This experiment will test the safety and effectiveness of a treatment for melanoma in which
certain lymphocytes (a type of white blood cell) are taken from the patient, grown in the
laboratory, and returned after the patient's immune system has been weakened with
immune-suppressing drugs. Some patients will also receive interleukin-2 (IL-2), a drug that
may enhance the activity of the re-infused lymphocytes.
Patients with metastatic melanoma (melanoma whose tumor has spread) who have been treated
unsuccessfully with gp100 vaccination may participate in this study. They will undergo
apheresis or a tumor biopsy, or both, to collect lymphocytes. In apheresis, whole blood is
drawn through a needle in the arm. A machine separates the blood components and removes the
white cells. The rest of the blood is returned to the donor through a needle in the other
arm. A biopsy is a surgical procedure to remove a small piece of tumor tissue.
Several weeks before the lymphocytes are collected, patients will receive injections of
growth colony stimulating factor (G-CSF) every day for five days. This drug stimulates white
cell production, permitting as many cells as possible to be obtained during collection. The
lymphocytes will then be grown in larger numbers in the laboratory.
Seven days before the cells are re-infused, the patient is admitted to the hospital and a
catheter (small tube) is placed in a large vein in the chest or neck. Two drugs,
cyclophosphamide and fludarabine, are given through the tube. These drugs suppress the
immune system so that it will not interfere with the work of the reinfused lymphocytes. The
lymphocytes are then injected through the catheter over a 30-minute period. After the
infusion, patients who receive IL-2 will be given the drug in a high dose over a 15-minute
period every eight hours for up to five days. Patients whose condition does not permit
high-dose IL-2, such as those with a heart condition or lung problem, may receive a low-dose
regimen, with the drug given as a shot under the skin of the thigh or abdomen for five days
followed by a 2-day break, continuing for a total of six weeks. These patients receive a
higher dose the first week and then half that dose the next five weeks.
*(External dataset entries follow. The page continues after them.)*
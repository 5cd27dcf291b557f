//! NEC - the Node Ecosystem CLI
//!
//! Walks the user through creating a new project folder with optional git,
//! npm/yarn, and framework template setup.

mod banner;
mod cli;
mod commands;
mod output;
mod prompt;

use std::process::ExitCode;

use anyhow::{Context as _, Result};
use clap::Parser;
use nec_core::{HierarchicalConfigLoader, RuntimeConfig};
use tracing_subscriber::{fmt, prelude::*, EnvFilter};

use cli::{Cli, Commands};
use commands::Context;

#[tokio::main]
async fn main() -> ExitCode {
    let cli = Cli::parse();

    init_tracing(cli.verbose, cli.quiet);

    match run(cli).await {
        Ok(code) => code,
        Err(e) => {
            output::error(&format!("{:#}", e));
            ExitCode::FAILURE
        }
    }
}

async fn run(cli: Cli) -> Result<ExitCode> {
    let config = load_config(&cli)?;
    if !config.display.color_enabled {
        console::set_colors_enabled(false);
        console::set_colors_enabled_stderr(false);
    }

    let ctx = Context::new(config, cli.directory, cli.no_banner)?;

    match cli.command {
        None | Some(Commands::Wizard) => commands::wizard::run(&ctx).await,
        Some(Commands::New(args)) => commands::new::run(&ctx, args).await,
        Some(Commands::Templates(args)) => {
            commands::templates::run(args)?;
            Ok(ExitCode::SUCCESS)
        }
    }
}

fn load_config(cli: &Cli) -> Result<RuntimeConfig> {
    let mut loader = HierarchicalConfigLoader::new().context("Failed to locate config directory")?;
    if let Some(path) = &cli.config {
        loader = loader.with_file(path.clone());
    }
    let config = loader
        .load_runtime_config()
        .context("Failed to load configuration")?;
    tracing::debug!("Runtime config: {:?}", config);
    Ok(config)
}

/// Initialize tracing with appropriate verbosity
fn init_tracing(verbose: u8, quiet: bool) {
    let filter = if quiet {
        EnvFilter::new("error")
    } else {
        match verbose {
            // Warnings only by default so log lines don't interleave with prompts
            0 => EnvFilter::new("warn"),
            1 => EnvFilter::new("info"),
            2 => EnvFilter::new("debug"),
            _ => EnvFilter::new("trace"),
        }
    };

    tracing_subscriber::registry()
        .with(fmt::layer().with_target(false).with_writer(std::io::stderr))
        .with(filter)
        .init();
}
Blood and tissue samples will be taken before and during the study to evaluate the size of
the tumor and assess treatment. If, 3-5 weeks after therapy is completed, the patient's
tumor has stabilized or shrunk, the entire treatment, except for chemotherapy, may be
repeated two more times.
Patients with metastatic melanoma who are human immunodeficiency virus (HIV) and Hepatitis B
negative and who have previously progressed after receiving standard therapy will receive a
nonmyeloablative but lymphocyte depleting preparative regimen consisting of cyclophosphamide
and fludarabine and then will be treated by the adoptive transfer of lymphocytes reactive
with shared antigens on their tumors. This study will evaluate the toxicity, immunologic
effects and potential therapeutic role of this treatment.
- INCLUSION CRITERIA
- Patients must have evaluable metastatic melanoma that is refractory to standard
- Age greater than or equal to 16 years.
- Patients of both genders must be willing to practice birth control for four months
after receiving the preparative regimen.
- Clinical performance status of Eastern Cooperative Oncology Group (ECOG) 0, 1 at
entry to the trial and at the time of chemotherapy induction.
- Absolute neutrophil count greater than 1000/mm^3.
- Platelet count greater than 100,000/mm^3.
- Hemoglobin greater than 8.0 g/dl.
- Serum alanine aminotransferase (ALT)/aspartate aminotransferase (AST) less than two
times the upper limit of normal.
- Serum creatinine less than or equal to 1.6 mg/dl.
- Total bilirubin less than or equal to 1.6 mg/dl, except for patients with Gilbert's
Syndrome who must have a total bilirubin less than 3.0 mg/dl.
- More than four weeks must have elapsed since any prior therapy at the time the
patient receives the preparative regimen.
- Women of child-bearing potential must have a negative pregnancy test because of the
potentially dangerous effects of the preparative chemotherapy on the fetus.
- Life expectancy of greater than three months.
- No steroid therapy required.
- Seronegative for human immunodeficiency virus (HIV) antibody. (The experimental
treatment being evaluated in this protocol depends on an intact immune system.
Patients who are HIV seropositive can have decreased immune competence and thus be
less responsive to the experimental treatment and more susceptible to its
- Seronegative for hepatitis B antigen.
- Patients to receive high dose interleukin 2 (IL-2) must have no active systemic
infections, coagulation disorders or other major medical illnesses of the
cardiovascular, respiratory or immune system.
- Patients who will receive high dose IL-2 as part of the phase I portion of this study
or who will be randomized must be eligible to receive high dose IL-2.
- Any patient receiving IL-2 must sign a durable power of attorney.